La bilis negra era uno de los cuatro humores de la medicina medieval; en latín es atra bilis, de donde viene el adjetivo atrabiliario, que significa furioso, enojado o enfadado. Este artículo, publicado hoy, es curioso al respecto, por eso lo copio:
Manuel Rodríguez Rivero, "Bilis negra", en El País, 3-III-2010:
Si usted sufre con o sin motivo (aparente), si no es feliz, si se siente frustrado o malquerido o culpable por algo que hizo o dijo (o que cree que pudo haber dicho o hecho), o porque la vida es injusta y no ha conseguido lo que de ella esperaba, si le entristece la pérdida o la traición de un ser querido, si experimenta cualquiera de esas sensaciones (o de otras semejantes), entonces es que está usted enfermo y precisa cura. Pero, tranquilícese: la farmacia está siempre ahí para ayudarle. Al fin y al cabo, su felicidad puede depender de un sencillo ajuste neuroquímico.

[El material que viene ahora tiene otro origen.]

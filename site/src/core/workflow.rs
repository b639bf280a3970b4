//! Image submission workflow
//!
//! Pure state machine with no I/O dependencies. The caller owns the analyzer
//! call: `begin_submit` hands out a ticket, the analyzer runs, and `settle`
//! consumes the ticket with the outcome.

use serde::{Deserialize, Serialize};
use shared::Locator;
use std::fmt;
use std::str::FromStr;

use crate::error::{ANALYSIS_FAILED_MESSAGE, AnalysisFailed};

/// What a new selection does to a result or error left over from an earlier image
#[derive(Debug, Clone, Copy, PartialEq, Eq, Default, Serialize, Deserialize)]
#[serde(rename_all = "kebab-case")]
pub enum SelectionPolicy {
    /// Selecting a different image drops the stale result and error
    #[default]
    ClearOnSelect,
    /// Stale result and error stay visible until the next submission settles
    PreserveUntilSettled,
}

impl fmt::Display for SelectionPolicy {
    fn fmt(&self, f: &mut fmt::Formatter<'_>) -> fmt::Result {
        match self {
            SelectionPolicy::ClearOnSelect => write!(f, "clear-on-select"),
            SelectionPolicy::PreserveUntilSettled => write!(f, "preserve-until-settled"),
        }
    }
}

impl FromStr for SelectionPolicy {
    type Err = String;

    fn from_str(s: &str) -> Result<Self, Self::Err> {
        match s.to_lowercase().as_str() {
            "clear-on-select" | "clear" => Ok(SelectionPolicy::ClearOnSelect),
            "preserve-until-settled" | "preserve" => Ok(SelectionPolicy::PreserveUntilSettled),
            _ => Err(format!("Unknown selection policy: {s}")),
        }
    }
}

/// The four pieces of workflow state
#[derive(Debug, Clone, Default, PartialEq, Eq, Serialize)]
pub struct WorkflowState {
    pub selected_image: Option<Locator>,
    pub result: Option<Locator>,
    pub pending: bool,
    pub error: Option<String>,
}

/// Proof that a submission was started. Not `Clone`: each one settles at most once.
#[derive(Debug, PartialEq, Eq)]
#[must_use = "a started submission must be settled"]
pub struct SubmitTicket {
    seq: u64,
    selection: u64,
    image: Locator,
}

impl SubmitTicket {
    /// The image this submission analyzes
    pub fn image(&self) -> &Locator {
        &self.image
    }

    pub fn seq(&self) -> u64 {
        self.seq
    }
}

/// How a settlement was applied
#[derive(Debug, Clone, Copy, PartialEq, Eq, Serialize)]
#[serde(rename_all = "snake_case")]
pub enum Settlement {
    /// Result stored, error cleared
    Succeeded,
    /// Error message set, previous result kept
    Failed,
    /// Pending cleared, outcome dropped because a different image is now selected
    Superseded,
    /// Ticket did not match the outstanding submission; nothing changed
    Stale,
}

/// Owns the workflow state for one session
#[derive(Debug, Default)]
pub struct SubmissionWorkflow {
    state: WorkflowState,
    policy: SelectionPolicy,
    next_seq: u64,
    in_flight: Option<u64>,
    selection_count: u64,
}

impl SubmissionWorkflow {
    pub fn new(policy: SelectionPolicy) -> Self {
        Self {
            policy,
            ..Self::default()
        }
    }

    pub fn state(&self) -> &WorkflowState {
        &self.state
    }

    pub fn policy(&self) -> SelectionPolicy {
        self.policy
    }

    /// Replace the selected image. Returns the superseded locator when it
    /// differs from the new one so the caller can release it.
    pub fn select_image(&mut self, locator: Locator) -> Option<Locator> {
        if self.state.selected_image.as_ref() == Some(&locator) {
            return None;
        }

        let previous = self.state.selected_image.replace(locator);
        self.selection_count += 1;

        if self.policy == SelectionPolicy::ClearOnSelect {
            self.state.result = None;
            self.state.error = None;
        }

        previous
    }

    /// Whether `begin_submit` would start a submission right now
    pub fn can_submit(&self) -> bool {
        self.state.selected_image.is_some() && !self.state.pending
    }

    /// Start a submission. `None` when no image is selected or one is already pending.
    pub fn begin_submit(&mut self) -> Option<SubmitTicket> {
        if !self.can_submit() {
            return None;
        }
        let image = self.state.selected_image.clone()?;

        self.next_seq += 1;
        self.in_flight = Some(self.next_seq);
        self.state.pending = true;

        Some(SubmitTicket {
            seq: self.next_seq,
            selection: self.selection_count,
            image,
        })
    }

    /// Apply the analyzer outcome for a started submission
    pub fn settle(&mut self, ticket: SubmitTicket, outcome: Result<Locator, AnalysisFailed>) -> Settlement {
        if self.in_flight != Some(ticket.seq) {
            return Settlement::Stale;
        }

        self.in_flight = None;
        self.state.pending = false;

        let superseded =
            self.policy == SelectionPolicy::ClearOnSelect && ticket.selection != self.selection_count;
        if superseded {
            return Settlement::Superseded;
        }

        match outcome {
            Ok(result) => {
                self.state.result = Some(result);
                self.state.error = None;
                Settlement::Succeeded
            }
            Err(AnalysisFailed) => {
                self.state.error = Some(ANALYSIS_FAILED_MESSAGE.to_string());
                Settlement::Failed
            }
        }
    }

    /// Reset to the empty state, returning the held image for release.
    /// Any submission still in flight settles as `Stale` afterwards.
    pub fn teardown(&mut self) -> Option<Locator> {
        self.in_flight = None;
        let held = self.state.selected_image.take();
        self.state = WorkflowState::default();
        held
    }
}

Desde hace poco más de medio siglo, cuando su nombre comenzó a pronunciarse en las consultas de los médicos de cabecera, la depresión se ha convertido en un útil comodín ideológico. La medicalización de la tristeza -o de la felicidad, según el énfasis que se ponga- ha llegado a ser una de las más sustanciosas fuentes de beneficios de las empresas farmacéuticas. Manufacturing depression, un libro de Gary Greenberg (Simon & Schuster, en EE UU, y Bloomsbury, en Reino Unido), analiza la apabullante patologización de la depresión que ha tenido lugar en Occidente en el último medio siglo. Las medicinas puestas en circulación para combatirla han sido tan diversas -y contradictorias- como las anfetaminas de los años cuarenta y cincuenta, los ansiolíticos de los sesenta, los derivados de las benzodiacepinas de los setenta y ochenta (¿quién, con más de 40 años, no conoce el Valium?), o el hasta hace poco "definitivo" Prozac, cuya campaña de promoción ("la depresión no es sentirse bajo, es una enfermedad real con causas reales", decía uno de sus eslóganes) le costó a la firma Lilly 22 millones de dólares en los primeros meses de su comercialización (con tanto éxito que las revistas Time y Newsweek dedicaron sendas cubiertas al fármaco).
Bernard Marx y Lenina Crowne, igual que todos los demás ciudadanos de Un mundo feliz, consumen habitualmente soma, una droga -"con todas las ventajas del cristianismo y del alcohol y ninguno de sus defectos"-, para mantener el buen ánimo. También para ellos la felicidad es un asunto de química: un gramo a tiempo y se puede afrontar lo que sea (incluso un fin de semana). Greenberg no critica en su polémico libro que se les administre antidepresivos a quienes los necesitan: no es lo mismo la terrible enfermedad tan magistralmente descrita por William Styron en su libro Esa visible oscuridad (La otra orilla) que el malestar -mezcla de aburrimiento y frustración personal-, que conduce a Emma Bovary al suicidio, o que la náusea metafísica y sartreana de Antoine Roquentin. En una época en la que arrecia la ofensiva contra las terapias de la palabra (y especialmente contra el psicoanálisis), Greenberg las reivindica (y no sólo la "profesional") como alternativa al muy rentable imperialismo de la farmacopea. Dejando claro también, frente a la mitificación ideológica de la "felicidad" como pretendido "estado natural" de los seres humanos, que el sufrimiento forma parte de la vida y es factor fundamental de crecimiento y transformación personal.